REQUIRED WORK. Starting at the top of the records, output every line through the one that contains "let norm_b = (bx * bx + by * by).sqrt();", keeping each exactly as it appears.

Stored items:
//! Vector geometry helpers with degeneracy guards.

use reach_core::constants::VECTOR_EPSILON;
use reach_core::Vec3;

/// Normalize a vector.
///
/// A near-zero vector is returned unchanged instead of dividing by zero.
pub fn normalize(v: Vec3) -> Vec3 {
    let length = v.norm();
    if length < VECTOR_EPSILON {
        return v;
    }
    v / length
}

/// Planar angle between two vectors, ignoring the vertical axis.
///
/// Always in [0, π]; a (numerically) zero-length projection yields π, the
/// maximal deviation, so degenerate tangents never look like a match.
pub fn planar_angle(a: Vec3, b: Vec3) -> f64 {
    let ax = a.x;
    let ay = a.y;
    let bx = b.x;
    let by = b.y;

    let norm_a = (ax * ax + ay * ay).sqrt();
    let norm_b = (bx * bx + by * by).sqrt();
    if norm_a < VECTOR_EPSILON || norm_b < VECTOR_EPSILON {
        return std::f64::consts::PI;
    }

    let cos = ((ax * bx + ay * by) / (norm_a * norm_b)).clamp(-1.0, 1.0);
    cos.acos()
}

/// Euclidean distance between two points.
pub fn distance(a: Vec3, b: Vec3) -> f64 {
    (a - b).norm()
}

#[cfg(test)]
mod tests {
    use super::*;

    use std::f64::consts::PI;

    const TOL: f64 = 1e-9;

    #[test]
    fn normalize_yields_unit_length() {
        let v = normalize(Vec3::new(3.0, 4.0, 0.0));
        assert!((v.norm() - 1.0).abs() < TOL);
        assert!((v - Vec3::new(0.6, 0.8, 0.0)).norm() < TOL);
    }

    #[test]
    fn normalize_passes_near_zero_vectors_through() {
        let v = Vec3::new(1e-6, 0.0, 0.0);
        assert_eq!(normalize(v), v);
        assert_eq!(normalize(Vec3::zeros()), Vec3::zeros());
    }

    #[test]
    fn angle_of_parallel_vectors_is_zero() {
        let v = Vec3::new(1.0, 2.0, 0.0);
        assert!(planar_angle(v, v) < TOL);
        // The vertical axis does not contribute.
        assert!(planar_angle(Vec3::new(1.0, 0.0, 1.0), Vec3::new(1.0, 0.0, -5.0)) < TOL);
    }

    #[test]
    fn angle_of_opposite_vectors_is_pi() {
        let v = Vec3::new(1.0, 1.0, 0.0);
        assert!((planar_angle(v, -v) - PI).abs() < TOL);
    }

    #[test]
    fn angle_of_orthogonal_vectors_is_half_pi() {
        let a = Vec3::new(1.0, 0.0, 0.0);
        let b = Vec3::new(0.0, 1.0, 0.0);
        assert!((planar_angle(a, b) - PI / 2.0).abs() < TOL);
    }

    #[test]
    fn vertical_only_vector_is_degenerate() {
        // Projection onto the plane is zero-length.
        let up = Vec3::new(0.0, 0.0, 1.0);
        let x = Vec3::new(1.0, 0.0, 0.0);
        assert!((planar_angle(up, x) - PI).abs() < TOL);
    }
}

TASK SOLUTION.
//! Vector geometry helpers with degeneracy guards.

use reach_core::constants::VECTOR_EPSILON;
use reach_core::Vec3;

/// Normalize a vector.
///
/// A near-zero vector is returned unchanged instead of dividing by zero.
pub fn normalize(v: Vec3) -> Vec3 {
    let length = v.norm();
    if length < VECTOR_EPSILON {
        return v;
    }
    v / length
}

/// Planar angle between two vectors, ignoring the vertical axis.
///
/// Always in [0, π]; a (numerically) zero-length projection yields π, the
/// maximal deviation, so degenerate tangents never look like a match.
pub fn planar_angle(a: Vec3, b: Vec3) -> f64 {
    let ax = a.x;
    let ay = a.y;
    let bx = b.x;
    let by = b.y;

    let norm_a = (ax * ax + ay * ay).sqrt();
    let norm_b = (bx * bx + by * by).sqrt();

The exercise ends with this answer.